Data provided START

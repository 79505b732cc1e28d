//! LCS Text Diff CLI
//!
//! Compares two text documents character by character and reports the
//! minus-diff, plus-diff and word counts.

use std::fs::File;
use std::io::{self, BufWriter, Write};

use clap::{ArgAction, Parser, Subcommand, ValueEnum};
use lcs_textdiff::{longest_common_substring, CharDiff, Document, LcsTable, TextDocument};
use serde::Serialize;
use tracing::info;
use tracing_subscriber::EnvFilter;

/// LCS-based character diff for text documents
#[derive(Parser)]
#[command(name = "ltd")]
#[command(version)]
#[command(about = "LCS-based character diff for text documents", long_about = None)]
struct Cli {
    #[command(subcommand)]
    command: Commands,

    /// Output format
    #[arg(short, long, value_enum, default_value_t = Format::Text, global = true)]
    format: Format,

    /// Increase log verbosity (-v info, -vv debug). RUST_LOG overrides.
    #[arg(short, long, action = ArgAction::Count, global = true)]
    verbose: u8,
}

#[derive(Subcommand)]
enum Commands {
    /// Minus-diff and plus-diff of one document against another
    #[command(visible_alias = "d")]
    Diff {
        /// First document ("this")
        this: String,
        /// Second document ("other")
        other: String,
        /// Output file (default: stdout)
        output: Option<String>,

        /// Treat the arguments as text instead of file paths
        #[arg(short, long)]
        literal: bool,
    },

    /// Count the words in a document
    #[command(visible_alias = "w")]
    Words {
        /// Document
        file: String,

        /// Treat the argument as text instead of a file path
        #[arg(short, long)]
        literal: bool,
    },

    /// Longest common subsequence and substring of two documents
    #[command(visible_alias = "l")]
    Lcs {
        /// First document
        this: String,
        /// Second document
        other: String,

        /// Treat the arguments as text instead of file paths
        #[arg(short, long)]
        literal: bool,
    },
}

#[derive(Clone, Copy, PartialEq, Eq, ValueEnum)]
enum Format {
    Text,
    Json,
}

#[derive(Serialize)]
struct DocumentSummary<'a> {
    text: &'a str,
    words: usize,
}

#[derive(Serialize)]
struct DiffReport<'a> {
    this: DocumentSummary<'a>,
    other: DocumentSummary<'a>,
    #[serde(flatten)]
    diff: CharDiff,
}

#[derive(Serialize)]
struct LcsReport {
    subsequence: String,
    substring: String,
    lcs_len: usize,
}

fn main() -> std::process::ExitCode {
    let cli = Cli::parse();
    init_logging(cli.verbose);

    let result = match cli.command {
        Commands::Diff {
            this,
            other,
            output,
            literal,
        } => run_diff(&this, &other, output.as_deref(), literal, cli.format),
        Commands::Words { file, literal } => run_words(&file, literal, cli.format),
        Commands::Lcs {
            this,
            other,
            literal,
        } => run_lcs(&this, &other, literal, cli.format),
    };

    match result {
        Ok(()) => std::process::ExitCode::SUCCESS,
        Err(e) => {
            eprintln!("Error: {}", e);
            std::process::ExitCode::FAILURE
        }
    }
}

/// Installs a stderr subscriber. `RUST_LOG` wins over `-v`.
fn init_logging(verbose: u8) {
    let level = match verbose {
        0 => "warn",
        1 => "info",
        _ => "debug",
    };
    let filter = EnvFilter::try_from_default_env().unwrap_or_else(|_| EnvFilter::new(level));
    tracing_subscriber::fmt()
        .with_env_filter(filter)
        .with_writer(io::stderr)
        .init();
}

/// Builds a document from a file path, or from the argument itself.
fn load(arg: &str, literal: bool) -> lcs_textdiff::Result<TextDocument> {
    if literal {
        Ok(TextDocument::new(arg))
    } else {
        info!("Loading document: {}", arg);
        TextDocument::from_path(arg)
    }
}

/// Opens the output file, or stdout.
fn open_output(output_path: Option<&str>) -> io::Result<Box<dyn Write>> {
    Ok(match output_path {
        Some(path) => Box::new(BufWriter::new(File::create(path)?)),
        None => Box::new(io::stdout()),
    })
}

/// Runs the minus/plus diff.
fn run_diff(
    this_arg: &str,
    other_arg: &str,
    output_path: Option<&str>,
    literal: bool,
    format: Format,
) -> Result<(), Box<dyn std::error::Error>> {
    let this = load(this_arg, literal)?;
    let other = load(other_arg, literal)?;

    info!(
        "Diffing {} chars against {} chars...",
        this.char_count(),
        other.char_count()
    );
    let report = DiffReport {
        this: DocumentSummary {
            text: this.text(),
            words: this.word_count(),
        },
        other: DocumentSummary {
            text: other.text(),
            words: other.word_count(),
        },
        diff: this.diff(&other),
    };

    let mut output = open_output(output_path)?;
    match format {
        Format::Json => {
            serde_json::to_writer_pretty(&mut output, &report)?;
            writeln!(output)?;
        }
        Format::Text => {
            writeln!(output, "this:        {:?}", report.this.text)?;
            writeln!(output, "other:       {:?}", report.other.text)?;
            writeln!(output, "this words:  {}", report.this.words)?;
            writeln!(output, "other words: {}", report.other.words)?;
            writeln!(output, "minus:       {:?}", report.diff.minus)?;
            writeln!(output, "plus:        {:?}", report.diff.plus)?;
        }
    }
    output.flush()?;

    info!("Diff complete.");
    Ok(())
}

/// Prints the word count of one document.
fn run_words(arg: &str, literal: bool, format: Format) -> Result<(), Box<dyn std::error::Error>> {
    let doc = load(arg, literal)?;
    let words = doc.word_count();

    match format {
        Format::Json => println!("{}", serde_json::json!({ "words": words })),
        Format::Text => println!("{}", words),
    }
    Ok(())
}

/// Prints the longest common subsequence and substring.
fn run_lcs(
    this_arg: &str,
    other_arg: &str,
    literal: bool,
    format: Format,
) -> Result<(), Box<dyn std::error::Error>> {
    let this = load(this_arg, literal)?;
    let other = load(other_arg, literal)?;

    let a: Vec<char> = this.text().chars().collect();
    let b: Vec<char> = other.text().chars().collect();
    let table = LcsTable::new(&a, &b);

    let report = LcsReport {
        subsequence: table.common_subsequence(),
        substring: longest_common_substring(this.text(), other.text()),
        lcs_len: table.lcs_len(),
    };

    match format {
        Format::Json => println!("{}", serde_json::to_string_pretty(&report)?),
        Format::Text => {
            println!("subsequence: {:?}", report.subsequence);
            println!("substring:   {:?}", report.substring);
            println!("length:      {}", report.lcs_len);
        }
    }
    Ok(())
}
//! Error types for lcs-textdiff.

use thiserror::Error;

/// Result type alias for lcs-textdiff operations.
pub type Result<T> = std::result::Result<T, Error>;

/// Errors that can occur when building or comparing documents.
#[derive(Error, Debug)]
pub enum Error {
    /// A required argument was absent. Carries the argument name.
    #[error("Null argument: {0} is absent")]
    NullArgument(&'static str),

    /// I/O error while loading document text.
    #[error("I/O error: {0}")]
    Io(#[from] std::io::Error),
}
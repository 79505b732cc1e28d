//! Example: Compare two text files character by character
//!
//! Usage: cargo run --example compare <this.txt> <other.txt>

use std::env;

use lcs_textdiff::{Document, TextDocument};

fn main() -> Result<(), Box<dyn std::error::Error>> {
    let args: Vec<String> = env::args().collect();

    if args.len() != 3 {
        eprintln!("Usage: {} <this.txt> <other.txt>", args[0]);
        std::process::exit(1);
    }

    let this = TextDocument::from_path(&args[1])?;
    let other = TextDocument::from_path(&args[2])?;

    let diff = this.diff(&other);
    println!("words: {} / {}", this.word_count(), other.word_count());
    println!("minus: {:?}", diff.minus);
    println!("plus:  {:?}", diff.plus);

    if diff.is_empty() {
        eprintln!("Documents are identical.");
    }

    Ok(())
}
//! Text documents and their comparison operations.
//!
//! The [`Document`] trait carries the whole contract: text access, word
//! count and the two LCS-based diffs. Only [`Document::text`] must be
//! supplied; everything else derives from it.

mod text;

pub use text::TextDocument;

use tracing::debug;

use crate::diff::CharDiff;
use crate::error::{Error, Result};
use crate::lcs::LcsTable;

/// Operations offered by a text document.
pub trait Document {
    /// Returns the stored text verbatim.
    fn text(&self) -> &str;

    /// Number of whitespace-separated words.
    ///
    /// Leading and trailing whitespace is ignored and any run of whitespace
    /// counts as a single separator, so an all-whitespace text has 0 words.
    /// Whitespace is the Unicode `White_Space` set, so a no-break space
    /// separates words while control characters such as U+0001 do not.
    fn word_count(&self) -> usize {
        self.text().split_whitespace().count()
    }

    /// Number of characters in the text.
    fn char_count(&self) -> usize {
        self.text().chars().count()
    }

    /// Characters to remove from this document so that the remainder is a
    /// subsequence of `other`.
    fn minus_diff(&self, other: &dyn Document) -> String {
        with_table(self.text(), other.text(), |table| table.minus_diff())
    }

    /// Characters of `other` to add to this document once the
    /// [`minus_diff`](Document::minus_diff) characters are removed.
    fn plus_diff(&self, other: &dyn Document) -> String {
        with_table(self.text(), other.text(), |table| table.plus_diff())
    }

    /// Both diffs against `other`, from one table.
    fn diff(&self, other: &dyn Document) -> CharDiff {
        CharDiff::between(self.text(), other.text())
    }

    /// Like [`minus_diff`](Document::minus_diff), for a possibly absent
    /// `other`.
    ///
    /// # Errors
    ///
    /// Returns [`Error::NullArgument`] if `other` is `None`.
    fn try_minus_diff(&self, other: Option<&dyn Document>) -> Result<String> {
        let other = other.ok_or(Error::NullArgument("other"))?;
        Ok(self.minus_diff(other))
    }

    /// Like [`plus_diff`](Document::plus_diff), for a possibly absent
    /// `other`.
    ///
    /// # Errors
    ///
    /// Returns [`Error::NullArgument`] if `other` is `None`.
    fn try_plus_diff(&self, other: Option<&dyn Document>) -> Result<String> {
        let other = other.ok_or(Error::NullArgument("other"))?;
        Ok(self.plus_diff(other))
    }
}

/// Builds a call-local table for `this` against `other` and hands it to `f`.
fn with_table<T>(this: &str, other: &str, f: impl FnOnce(&LcsTable<'_>) -> T) -> T {
    let a: Vec<char> = this.chars().collect();
    let b: Vec<char> = other.chars().collect();
    debug!(this_len = a.len(), other_len = b.len(), "comparing documents");
    f(&LcsTable::new(&a, &b))
}
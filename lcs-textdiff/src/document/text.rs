//! The string-backed document.

use std::fs::File;
use std::io::{BufReader, Read};
use std::path::Path;

use tracing::debug;

use super::Document;
use crate::error::{Error, Result};

/// An immutable document holding a single text value.
#[derive(Debug, Clone, PartialEq, Eq, Hash, Default)]
pub struct TextDocument {
    text: String,
}

impl TextDocument {
    /// Creates a document from text. The empty string is a valid text.
    pub fn new(text: impl Into<String>) -> Self {
        TextDocument { text: text.into() }
    }

    /// Creates a document from a possibly absent text.
    ///
    /// # Errors
    ///
    /// Returns [`Error::NullArgument`] if `text` is `None`.
    pub fn from_option(text: Option<String>) -> Result<Self> {
        text.map(TextDocument::new).ok_or(Error::NullArgument("text"))
    }

    /// Loads a document from a file.
    pub fn from_path<P: AsRef<Path>>(path: P) -> Result<Self> {
        let path = path.as_ref();
        debug!(path = %path.display(), "loading document");
        let file = File::open(path)?;
        Self::from_reader(BufReader::new(file))
    }

    /// Loads a document from any reader. The input must be valid UTF-8.
    pub fn from_reader<R: Read>(mut reader: R) -> Result<Self> {
        let mut text = String::new();
        reader.read_to_string(&mut text)?;
        Ok(TextDocument { text })
    }

    /// Consumes the document and returns its text.
    pub fn into_text(self) -> String {
        self.text
    }
}

impl Document for TextDocument {
    fn text(&self) -> &str {
        &self.text
    }
}

impl From<String> for TextDocument {
    fn from(text: String) -> Self {
        TextDocument::new(text)
    }
}

impl From<&str> for TextDocument {
    fn from(text: &str) -> Self {
        TextDocument::new(text)
    }
}
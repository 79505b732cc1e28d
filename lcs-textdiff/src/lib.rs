//! LCS Text Diff - character-level document comparison
//!
//! This library compares two text documents through their longest common
//! subsequence (LCS). For a document A and another document B it reports:
//!
//! - the **minus-diff**: characters to delete from A so the remainder is a
//!   subsequence of B
//! - the **plus-diff**: characters of B to insert into that remainder so it
//!   lines up with B along the same alignment
//!
//! It also counts the words in a document.
//!
//! # Example
//!
//! ```
//! use lcs_textdiff::{Document, TextDocument};
//!
//! let a = TextDocument::new("Hello World");
//! let b = TextDocument::new("Helo Word!");
//! assert_eq!(a.minus_diff(&b), "ll");
//! assert_eq!(a.plus_diff(&b), "!");
//! assert_eq!(a.word_count(), 2);
//! ```
//!
//! # Cost
//!
//! Every diff call builds an (m+1)×(n+1) table, so time and memory are
//! quadratic in the document lengths. Nothing is cached between calls.

pub mod diff;
pub mod document;
pub mod error;
pub mod lcs;

pub use diff::CharDiff;
pub use document::{Document, TextDocument};
pub use error::{Error, Result};
pub use lcs::{lcs_length, longest_common_substring, LcsTable};
//! Character-level diff results.
//!
//! A [`CharDiff`] pairs the minus-diff and plus-diff of two texts. It is
//! derived data: it is recomputed on every call and carries no positions, so
//! it cannot be applied as a patch.

mod char_diff;

pub use char_diff::CharDiff;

Data provided END

What to produce
Working through the data above, find every line holding "CharDiff" and copy it.

Output of the task
use lcs_textdiff::{longest_common_substring, CharDiff, Document, LcsTable, TextDocument};
    diff: CharDiff,
use crate::diff::CharDiff;
    fn diff(&self, other: &dyn Document) -> CharDiff {
        CharDiff::between(self.text(), other.text())
pub use diff::CharDiff;
//! A [`CharDiff`] pairs the minus-diff and plus-diff of two texts. It is
pub use char_diff::CharDiff;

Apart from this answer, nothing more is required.